(Data extracted from a collection)
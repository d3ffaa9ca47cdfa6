//! Line and field tokenizer.
//!
//! Text is split on `\n` into lines and each line on `,` into fields. There is
//! no quoting or unescaping: a quote is an ordinary character and every comma
//! is a delimiter.

/// Separator between fields of one line.
pub const FIELD_DELIMITER: char = ',';

/// Separator between lines.
pub const LINE_DELIMITER: char = '\n';

/// One tokenized line of CSV text.
#[derive(Debug, Clone, PartialEq, Eq)]
pub struct Row {
    line: usize,
    fields: Vec<String>,
}

impl Row {
    /// Tokenize `text` as the given 1-based source line.
    pub fn from_line(line: usize, text: &str) -> Self {
        Self {
            line,
            fields: split_fields(text),
        }
    }

    /// Build a row from already separated fields.
    pub fn from_fields(line: usize, fields: Vec<String>) -> Self {
        Self { line, fields }
    }

    /// 1-based line number this row came from.
    pub fn line(&self) -> usize {
        self.line
    }

    pub fn fields(&self) -> &[String] {
        &self.fields
    }

    /// Field at `index`, if the row is long enough.
    pub fn get(&self, index: usize) -> Option<&str> {
        self.fields.get(index).map(String::as_str)
    }

    pub fn len(&self) -> usize {
        self.fields.len()
    }

    pub fn is_empty(&self) -> bool {
        self.fields.is_empty()
    }

    /// Join the fields back into one comma-separated line (no terminator).
    pub fn to_line(&self) -> String {
        self.fields.join(",")
    }
}

/// Split one line into fields.
///
/// A trailing comma ends the last field instead of starting an empty one, so
/// an empty line has no fields and `a,` has one.
pub fn split_fields(line: &str) -> Vec<String> {
    let mut fields: Vec<String> = line.split(FIELD_DELIMITER).map(str::to_string).collect();
    if fields.last().is_some_and(String::is_empty) {
        fields.pop();
    }
    fields
}

/// CSV text split into its header and the remaining data lines.
#[derive(Debug, Clone)]
pub struct CsvText<'a> {
    header: Vec<String>,
    body: &'a str,
}

impl<'a> CsvText<'a> {
    /// Separate the header line from the data lines.
    ///
    /// Text without any line break is a header with no data rows.
    pub fn parse(text: &'a str) -> Self {
        let (header, body) = text.split_once(LINE_DELIMITER).unwrap_or((text, ""));
        Self {
            header: split_fields(header),
            body,
        }
    }

    /// Header column names in their original order.
    pub fn header(&self) -> &[String] {
        &self.header
    }

    /// Tokenized data rows, numbered from line 2.
    ///
    /// A single trailing line break ends the last row rather than starting an
    /// empty one. Empty lines elsewhere are rows with no fields.
    pub fn rows(&self) -> impl Iterator<Item = Row> + 'a {
        let body = self.body;
        let lines = if body.is_empty() {
            None
        } else {
            let body = body.strip_suffix(LINE_DELIMITER).unwrap_or(body);
            Some(body.split(LINE_DELIMITER))
        };
        lines
            .into_iter()
            .flatten()
            .enumerate()
            .map(|(i, line)| Row::from_line(i + 2, line))
    }
}
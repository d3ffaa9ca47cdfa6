//! # csv-processor-rs
//!
//! Select columns and filter rows of simple comma-separated text.
//!
//! ## Overview
//!
//! - **Plain splitting**: lines on `\n`, fields on `,`, no quoting rules
//! - **Column selection**: a comma-separated list of header names, emitted
//!   in header order
//! - **Row filters**: one `<column><comparator><value>` expression per line,
//!   compared lexicographically
//! - **Filter groups**: filters on one column are OR-ed, columns are AND-ed
//!
//! ## Example
//!
//! ```
//! use csv_processor::process_text;
//!
//! let csv = "header1,header2,header3\n1,2,3\n4,5,6\n7,8,9";
//!
//! let output = process_text(csv, "header3,header1", "header1=4\nheader1=7\nheader2>3").unwrap();
//!
//! assert_eq!(output.text, "header1,header3\n4,6\n7,9\n");
//! assert_eq!(output.rows_written, 2);
//! ```

pub mod error;
pub mod executor;
pub mod ffi;
pub mod filter;
pub mod processor;
pub mod record;
pub mod select;
pub mod stage;

pub use error::{ProcessError, ProcessResult};
pub use executor::execute_rows;
pub use filter::{Comparator, Filter, FilterSet, parse_filter, parse_filters};
pub use processor::{
    ProcessOutput, process, process_file, process_file_text, process_file_to, process_text,
    process_to,
};
pub use record::{CsvText, Row, split_fields};
pub use select::{HeaderColumn, SelectionPlan, select_columns};
pub use stage::{FilterStage, ProjectStage, RowStage, build_stages};
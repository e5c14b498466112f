// Dead Letter Router - persists terminally failed dispatch attempts

use std::sync::Arc;

use tracing::{error, info};

use crate::domain::{DeadLetterEnvelope, DispatchTick, MessageTtl, QueueMessage, QueueName};
use crate::error::{AppError, Result};
use crate::port::{EnqueueReceipt, QueueProducer};

/// Routes messages that exhausted their retry budget (or were malformed on
/// arrival) to a separate durable dead-letter queue, tagged so an operator
/// can inspect and manually replay them.
///
/// This path must not lose data silently: a failed dead-letter write is
/// escalated by the caller as a critical alert, never swallowed.
pub struct DeadLetterRouter {
    producer: Arc<dyn QueueProducer>,
    queue: QueueName,
}

impl DeadLetterRouter {
    pub fn new(producer: Arc<dyn QueueProducer>, queue: impl Into<QueueName>) -> Self {
        Self {
            producer,
            queue: queue.into(),
        }
    }

    pub fn queue(&self) -> &str {
        &self.queue
    }

    /// Persist one failed dispatch attempt.
    ///
    /// The envelope never expires - a dead-lettered dispatch stays visible
    /// until an operator deals with it.
    pub async fn record(
        &self,
        tick: &DispatchTick,
        original_queue: &str,
        message: &QueueMessage,
        failure_reason: &str,
        attempt_count: u32,
    ) -> Result<EnqueueReceipt> {
        let envelope = DeadLetterEnvelope {
            original_tenant: tick.tenant_id.clone(),
            original_tick: tick.key(),
            original_queue: original_queue.to_string(),
            failure_reason: failure_reason.to_string(),
            attempt_count,
            payload: String::from_utf8_lossy(&message.payload).into_owned(),
        };

        let dead_letter_message = QueueMessage {
            payload: envelope.to_payload()?,
            ttl: MessageTtl::Never,
        };

        let receipt = self
            .producer
            .enqueue(&self.queue, &dead_letter_message)
            .await
            .map_err(|e| {
                error!(
                    tenant = %tick.tenant_id,
                    tick = %tick.key(),
                    queue = %self.queue,
                    error = %e,
                    "Dead-letter write failed"
                );
                AppError::Enqueue(e)
            })?;

        info!(
            tenant = %tick.tenant_id,
            tick = %tick.key(),
            queue = %self.queue,
            message_id = %receipt.message_id,
            "Dispatch dead-lettered"
        );

        Ok(receipt)
    }
}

[What the exercise asks]: Each record above needs to be transcribed word for word.

[Answer to the problem]:
repository d3ffaa9ca47cdfa6
//! Line and field tokenizer.
//!
//! Text is split on `\n` into lines and each line on `,` into fields. There is
//! no quoting or unescaping: a quote is an ordinary character and every comma
//! is a delimiter.

/// Separator between fields of one line.
pub const FIELD_DELIMITER: char = ',';

/// Separator between lines.
pub const LINE_DELIMITER: char = '\n';

/// One tokenized line of CSV text.
#[derive(Debug, Clone, PartialEq, Eq)]
pub struct Row {
    line: usize,
    fields: Vec<String>,
}

impl Row {
    /// Tokenize `text` as the given 1-based source line.
    pub fn from_line(line: usize, text: &str) -> Self {
        Self {
            line,
            fields: split_fields(text),
        }
    }

    /// Build a row from already separated fields.
    pub fn from_fields(line: usize, fields: Vec<String>) -> Self {
        Self { line, fields }
    }

    /// 1-based line number this row came from.
    pub fn line(&self) -> usize {
        self.line
    }

    pub fn fields(&self) -> &[String] {
        &self.fields
    }

    /// Field at `index`, if the row is long enough.
    pub fn get(&self, index: usize) -> Option<&str> {
        self.fields.get(index).map(String::as_str)
    }

    pub fn len(&self) -> usize {
        self.fields.len()
    }

    pub fn is_empty(&self) -> bool {
        self.fields.is_empty()
    }

    /// Join the fields back into one comma-separated line (no terminator).
    pub fn to_line(&self) -> String {
        self.fields.join(",")
    }
}

/// Split one line into fields.
///
/// A trailing comma ends the last field instead of starting an empty one, so
/// an empty line has no fields and `a,` has one.
pub fn split_fields(line: &str) -> Vec<String> {
    let mut fields: Vec<String> = line.split(FIELD_DELIMITER).map(str::to_string).collect();
    if fields.last().is_some_and(String::is_empty) {
        fields.pop();
    }
    fields
}

/// CSV text split into its header and the remaining data lines.
#[derive(Debug, Clone)]
pub struct CsvText<'a> {
    header: Vec<String>,
    body: &'a str,
}

impl<'a> CsvText<'a> {
    /// Separate the header line from the data lines.
    ///
    /// Text without any line break is a header with no data rows.
    pub fn parse(text: &'a str) -> Self {
        let (header, body) = text.split_once(LINE_DELIMITER).unwrap_or((text, ""));
        Self {
            header: split_fields(header),
            body,
        }
    }

    /// Header column names in their original order.
    pub fn header(&self) -> &[String] {
        &self.header
    }

    /// Tokenized data rows, numbered from line 2.
    ///
    /// A single trailing line break ends the last row rather than starting an
    /// empty one. Empty lines elsewhere are rows with no fields.
    pub fn rows(&self) -> impl Iterator<Item = Row> + 'a {
        let body = self.body;
        let lines = if body.is_empty() {
            None
        } else {
            let body = body.strip_suffix(LINE_DELIMITER).unwrap_or(body);
            Some(body.split(LINE_DELIMITER))
        };
        lines
            .into_iter()
            .flatten()
            .enumerate()
            .map(|(i, line)| Row::from_line(i + 2, line))
    }
}
repository d3ffaa9ca47cdfa6
//! # csv-processor-rs
//!
//! Select columns and filter rows of simple comma-separated text.
//!
//! ## Overview
//!
//! - **Plain splitting**: lines on `\n`, fields on `,`, no quoting rules
//! - **Column selection**: a comma-separated list of header names, emitted
//!   in header order
//! - **Row filters**: one `<column><comparator><value>` expression per line,
//!   compared lexicographically
//! - **Filter groups**: filters on one column are OR-ed, columns are AND-ed
//!
//! ## Example
//!
//! ```
//! use csv_processor::process_text;
//!
//! let csv = "header1,header2,header3\n1,2,3\n4,5,6\n7,8,9";
//!
//! let output = process_text(csv, "header3,header1", "header1=4\nheader1=7\nheader2>3").unwrap();
//!
//! assert_eq!(output.text, "header1,header3\n4,6\n7,9\n");
//! assert_eq!(output.rows_written, 2);
//! ```

pub mod error;
pub mod executor;
pub mod ffi;
pub mod filter;
pub mod processor;
pub mod record;
pub mod select;
pub mod stage;

pub use error::{ProcessError, ProcessResult};
pub use executor::execute_rows;
pub use filter::{Comparator, Filter, FilterSet, parse_filter, parse_filters};
pub use processor::{
    ProcessOutput, process, process_file, process_file_text, process_file_to, process_text,
    process_to,
};
pub use record::{CsvText, Row, split_fields};
pub use select::{HeaderColumn, SelectionPlan, select_columns};
pub use stage::{FilterStage, ProjectStage, RowStage, build_stages};
repository e5c14b498466112f
// Dead Letter Router - persists terminally failed dispatch attempts

use std::sync::Arc;

use tracing::{error, info};

use crate::domain::{DeadLetterEnvelope, DispatchTick, MessageTtl, QueueMessage, QueueName};
use crate::error::{AppError, Result};
use crate::port::{EnqueueReceipt, QueueProducer};

/// Routes messages that exhausted their retry budget (or were malformed on
/// arrival) to a separate durable dead-letter queue, tagged so an operator
/// can inspect and manually replay them.
///
/// This path must not lose data silently: a failed dead-letter write is
/// escalated by the caller as a critical alert, never swallowed.
pub struct DeadLetterRouter {
    producer: Arc<dyn QueueProducer>,
    queue: QueueName,
}

impl DeadLetterRouter {
    pub fn new(producer: Arc<dyn QueueProducer>, queue: impl Into<QueueName>) -> Self {
        Self {
            producer,
            queue: queue.into(),
        }
    }

    pub fn queue(&self) -> &str {
        &self.queue
    }

    /// Persist one failed dispatch attempt.
    ///
    /// The envelope never expires - a dead-lettered dispatch stays visible
    /// until an operator deals with it.
    pub async fn record(
        &self,
        tick: &DispatchTick,
        original_queue: &str,
        message: &QueueMessage,
        failure_reason: &str,
        attempt_count: u32,
    ) -> Result<EnqueueReceipt> {
        let envelope = DeadLetterEnvelope {
            original_tenant: tick.tenant_id.clone(),
            original_tick: tick.key(),
            original_queue: original_queue.to_string(),
            failure_reason: failure_reason.to_string(),
            attempt_count,
            payload: String::from_utf8_lossy(&message.payload).into_owned(),
        };

        let dead_letter_message = QueueMessage {
            payload: envelope.to_payload()?,
            ttl: MessageTtl::Never,
        };

        let receipt = self
            .producer
            .enqueue(&self.queue, &dead_letter_message)
            .await
            .map_err(|e| {
                error!(
                    tenant = %tick.tenant_id,
                    tick = %tick.key(),
                    queue = %self.queue,
                    error = %e,
                    "Dead-letter write failed"
                );
                AppError::Enqueue(e)
            })?;

        info!(
            tenant = %tick.tenant_id,
            tick = %tick.key(),
            queue = %self.queue,
            message_id = %receipt.message_id,
            "Dispatch dead-lettered"
        );

        Ok(receipt)
    }
}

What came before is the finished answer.